If a line in the listing below contains "break", return that line.

======== Dataset excerpts ========

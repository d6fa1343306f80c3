//! # resume-sieve
//!
//! A local-first resume screening and ranking tool.
//!
//! resume-sieve ingests resume files (PDF, DOCX, plain text), extracts
//! candidate contact fields with deterministic heuristics, tallies a
//! user-maintained weighted keyword vocabulary against each resume, and
//! answers ranked relevance queries — all against a single SQLite database.
//!
//! ## Architecture
//!
//! ```text
//! ┌─────────────┐   ┌──────────────┐   ┌───────────┐
//! │  Decoding   │──▶│   Pipeline    │──▶│  SQLite   │
//! │ PDF/DOCX/TXT│   │ Fields+Index │   │  (store)  │
//! └─────────────┘   └──────────────┘   └────┬──────┘
//!                                           │
//!                                           ▼
//!                                      ┌──────────┐
//!                                      │   CLI    │
//!                                      │  (rsv)   │
//!                                      └──────────┘
//! ```
//!
//! ## Quick Start
//!
//! ```bash
//! rsv init                          # create database
//! rsv keyword add Python --weight 8 # grow the vocabulary
//! rsv ingest ./resumes              # decode, extract, index
//! rsv search "Python, Java"         # ranked results
//! ```
//!
//! ## Modules
//!
//! | Module | Purpose |
//! |--------|---------|
//! | [`config`] | TOML configuration parsing |
//! | [`models`] | Core data types |
//! | [`extract`] | Format-specific text decoding |
//! | [`fields`] | Contact-field heuristics |
//! | [`store`] | SQLite record store |
//! | [`indexer`] | Keyword occurrence tallying |
//! | [`ingest`] | Batch ingestion pipeline |
//! | [`search`] | Ranked relevance queries |
//! | [`documents`] | Resume listing and deletion |
//! | [`keywords`] | Vocabulary management |
//! | [`show`] | Resume detail view |
//! | [`stats`] | Database overview |
//! | [`db`] | Database connection |
//! | [`migrate`] | Schema migrations |

pub mod config;
pub mod db;
pub mod documents;
pub mod extract;
pub mod fields;
pub mod indexer;
pub mod ingest;
pub mod keywords;
pub mod migrate;
pub mod models;
pub mod search;
pub mod show;
pub mod stats;
pub mod store;
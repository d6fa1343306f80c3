//! Keyword vocabulary management commands.

use anyhow::Result;

use crate::config::Config;
use crate::db;
use crate::store::Store;

/// Upserts a keyword. The weight falls back to `[keywords].default_weight`
/// when not given on the command line.
pub async fn run_add(config: &Config, text: &str, weight: Option<i64>) -> Result<()> {
    let weight = weight.unwrap_or(config.keywords.default_weight);

    let pool = db::connect(config).await?;
    let store = Store::new(pool);

    let id = store.upsert_keyword(text, weight).await?;
    println!("Keyword '{}' saved with weight {} (id {}).", text.trim(), weight, id);

    store.close().await;
    Ok(())
}

/// Lists the vocabulary, sorted by keyword text.
pub async fn run_list(config: &Config) -> Result<()> {
    let pool = db::connect(config).await?;
    let store = Store::new(pool);

    let keywords = store.list_keywords().await?;

    if keywords.is_empty() {
        println!("No keywords defined.");
        store.close().await;
        return Ok(());
    }

    println!("{:>5}  {:<32} {}", "ID", "KEYWORD", "WEIGHT");
    for kw in &keywords {
        println!("{:>5}  {:<32} {}", kw.id, kw.keyword, kw.weight);
    }

    store.close().await;
    Ok(())
}

/// Removes a keyword and its match rows. Idempotent on missing ids.
pub async fn run_remove(config: &Config, id: i64) -> Result<()> {
    let pool = db::connect(config).await?;
    let store = Store::new(pool);

    store.delete_keyword(id).await?;
    println!("Removed keyword {} (if it existed).", id);

    store.close().await;
    Ok(())
}
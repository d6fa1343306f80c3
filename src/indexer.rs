//! Occurrence indexing of resume text against the keyword vocabulary.
//!
//! Each resume is tallied against a vocabulary snapshot taken once at call
//! time; later vocabulary edits do not retroactively reindex anything.
//! `rsv reindex` exists for exactly that catch-up.

use anyhow::Result;
use regex::Regex;

use crate::config::Config;
use crate::db;
use crate::models::Keyword;
use crate::store::Store;

/// Counts case-insensitive whole-word occurrences of `keyword` in `text`.
/// The keyword is escaped before boundary-wrapping, so vocabulary entries
/// containing regex metacharacters match literally.
pub fn count_occurrences(keyword: &str, text: &str) -> Result<usize> {
    let pattern = Regex::new(&format!(r"(?i)\b{}\b", regex::escape(keyword)))?;
    Ok(pattern.find_iter(text).count())
}

/// Indexes one resume against the current vocabulary snapshot. Prior match
/// rows for the resume are cleared first, making the operation idempotent.
/// Only keywords with at least one occurrence get a row. Returns the number
/// of match rows written.
pub async fn index_document(store: &Store, document_id: i64, text: &str) -> Result<u64> {
    let vocabulary = store.list_keywords().await?;
    index_against(store, document_id, text, &vocabulary).await
}

/// Same as [`index_document`] but against an explicit vocabulary snapshot,
/// so a batch can tally many resumes without refetching the keyword list.
pub async fn index_against(
    store: &Store,
    document_id: i64,
    text: &str,
    vocabulary: &[Keyword],
) -> Result<u64> {
    store.clear_matches(document_id).await?;

    let mut written = 0u64;
    for keyword in vocabulary {
        let count = count_occurrences(&keyword.keyword, text)?;
        if count > 0 {
            store
                .insert_match(document_id, keyword.id, count as i64)
                .await?;
            written += 1;
        }
    }

    Ok(written)
}

/// Re-runs the indexer for every stored resume against the current
/// vocabulary. Used after keyword edits to bring old resumes up to date.
pub async fn run_reindex(config: &Config) -> Result<()> {
    let pool = db::connect(config).await?;
    let store = Store::new(pool);

    let vocabulary = store.list_keywords().await?;
    let documents = store.list_documents().await?;

    let mut matches_written = 0u64;
    for doc in &documents {
        matches_written += index_against(&store, doc.id, &doc.content, &vocabulary).await?;
    }

    println!("reindex");
    println!("  resumes:         {}", documents.len());
    println!("  keywords:        {}", vocabulary.len());
    println!("  matches written: {}", matches_written);
    println!("ok");

    store.close().await;
    Ok(())
}
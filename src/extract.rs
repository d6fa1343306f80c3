//! Multi-format text decoding for resume files (PDF, DOCX, plain text).
//!
//! Decoding is collaborator-layer: the screening core consumes plain Unicode
//! text and never touches file formats itself. Dispatch is by file extension;
//! anything else is an `Unsupported` error that the ingest loop reports
//! per-file without aborting the batch.

use std::io::Read;
use std::path::Path;

/// Maximum decompressed bytes to read from a single ZIP entry (zip-bomb protection).
const MAX_XML_ENTRY_BYTES: u64 = 50 * 1024 * 1024;

/// Decoding error. Never panics; the ingest loop reports and skips the file.
#[derive(Debug)]
pub enum ExtractError {
    Unsupported(String),
    Pdf(String),
    Docx(String),
    Io(String),
}

impl std::fmt::Display for ExtractError {
    fn fmt(&self, f: &mut std::fmt::Formatter<'_>) -> std::fmt::Result {
        match self {
            ExtractError::Unsupported(ext) => {
                write!(f, "unsupported file format: {}", ext)
            }
            ExtractError::Pdf(e) => write!(f, "PDF decoding failed: {}", e),
            ExtractError::Docx(e) => write!(f, "DOCX decoding failed: {}", e),
            ExtractError::Io(e) => write!(f, "read failed: {}", e),
        }
    }
}

impl std::error::Error for ExtractError {}

/// Whether `decode` knows how to handle this path, judged by extension.
pub fn is_supported(path: &Path) -> bool {
    matches!(
        extension_of(path).as_deref(),
        Some("pdf") | Some("docx") | Some("doc") | Some("txt")
    )
}

/// Decodes a resume file into plain text, dispatched by extension.
pub fn decode(path: &Path) -> Result<String, ExtractError> {
    match extension_of(path).as_deref() {
        Some("pdf") => {
            let bytes = read_bytes(path)?;
            decode_pdf(&bytes)
        }
        Some("docx") | Some("doc") => {
            let bytes = read_bytes(path)?;
            decode_docx(&bytes)
        }
        Some("txt") => {
            let bytes = read_bytes(path)?;
            Ok(String::from_utf8_lossy(&bytes).into_owned())
        }
        other => Err(ExtractError::Unsupported(
            other.map(str::to_string).unwrap_or_else(|| "(none)".into()),
        )),
    }
}

fn extension_of(path: &Path) -> Option<String> {
    path.extension()
        .and_then(|e| e.to_str())
        .map(|e| e.to_ascii_lowercase())
}

fn read_bytes(path: &Path) -> Result<Vec<u8>, ExtractError> {
    std::fs::read(path).map_err(|e| ExtractError::Io(e.to_string()))
}

fn decode_pdf(bytes: &[u8]) -> Result<String, ExtractError> {
    pdf_extract::extract_text_from_mem(bytes).map_err(|e| ExtractError::Pdf(e.to_string()))
}

fn decode_docx(bytes: &[u8]) -> Result<String, ExtractError> {
    let mut archive = zip::ZipArchive::new(std::io::Cursor::new(bytes))
        .map_err(|e| ExtractError::Docx(e.to_string()))?;
    let mut doc_xml = Vec::new();
    let mut found = false;
    for i in 0..archive.len() {
        let entry = archive
            .by_index(i)
            .map_err(|e| ExtractError::Docx(e.to_string()))?;
        if entry.name() == "word/document.xml" {
            entry
                .take(MAX_XML_ENTRY_BYTES)
                .read_to_end(&mut doc_xml)
                .map_err(|e| ExtractError::Docx(e.to_string()))?;
            if doc_xml.len() as u64 >= MAX_XML_ENTRY_BYTES {
                return Err(ExtractError::Docx(
                    "word/document.xml exceeds size limit".to_string(),
                ));
            }
            found = true;
            break;
        }
    }
    if !found {
        return Err(ExtractError::Docx(
            "word/document.xml not found".to_string(),
        ));
    }
    extract_w_t_elements(&doc_xml)
}

/// Collects the text runs (`w:t` elements) of a WordprocessingML body.
/// Paragraph boundaries become newlines so the field heuristics can still
/// see line structure.
fn extract_w_t_elements(xml: &[u8]) -> Result<String, ExtractError> {
    let mut out = String::new();
    let mut reader = quick_xml::Reader::from_reader(xml);
    reader.config_mut().trim_text(true);
    let mut buf = Vec::new();
    loop {
        match reader.read_event_into(&mut buf) {
            Ok(quick_xml::events::Event::Start(e)) => {
                if e.local_name().as_ref() == b"t" {
                    if let Ok(quick_xml::events::Event::Text(te)) = reader.read_event_into(&mut buf)
                    {
                        out.push_str(te.unescape().unwrap_or_default().as_ref());
                    }
                }
            }
            Ok(quick_xml::events::Event::End(e)) => {
                if e.local_name().as_ref() == b"p" && !out.ends_with('\n') {
                    out.push('\n');
                }
            }
            Ok(quick_xml::events::Event::Eof) => break,
            Err(e) => return Err(ExtractError::Docx(e.to_string())),
            _ => {}
        }
        buf.clear();
    }
    Ok(out)
}
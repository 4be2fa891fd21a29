//! Static topology data for the reference deployment.
//!
//! # Data Flow
//! ```text
//! allocation.rs (MALLOCATOR)
//!     → state.rs (EndpointConfig per network-facing component)
//!     → ping.rs (PingThresholdTable, keyed by components.rs)
//!     → health::watchdog (copies thresholds at construction)
//! ```
//!
//! # Design Decisions
//! - Everything here is immutable once the assembly phase is over
//! - Thresholds are keyed by a closed enumeration so coverage is checkable
//!   at compile time for the built-in table and at startup for loaded ones
//! - The allocator is a capability trait, not a global, so assembly can run
//!   against a bounded or failing allocator

pub mod allocation;
pub mod components;
pub mod ping;
pub mod state;

pub use allocation::{AssemblyAllocator, MallocAllocator, MALLOCATOR};
pub use components::ComponentId;
pub use ping::{PingEntry, PingThresholdTable, ThresholdError, RPI_PING_TABLE};
pub use state::EndpointConfig;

========

→ Response to this task:
            break;
            Ok(quick_xml::events::Event::Eof) => break,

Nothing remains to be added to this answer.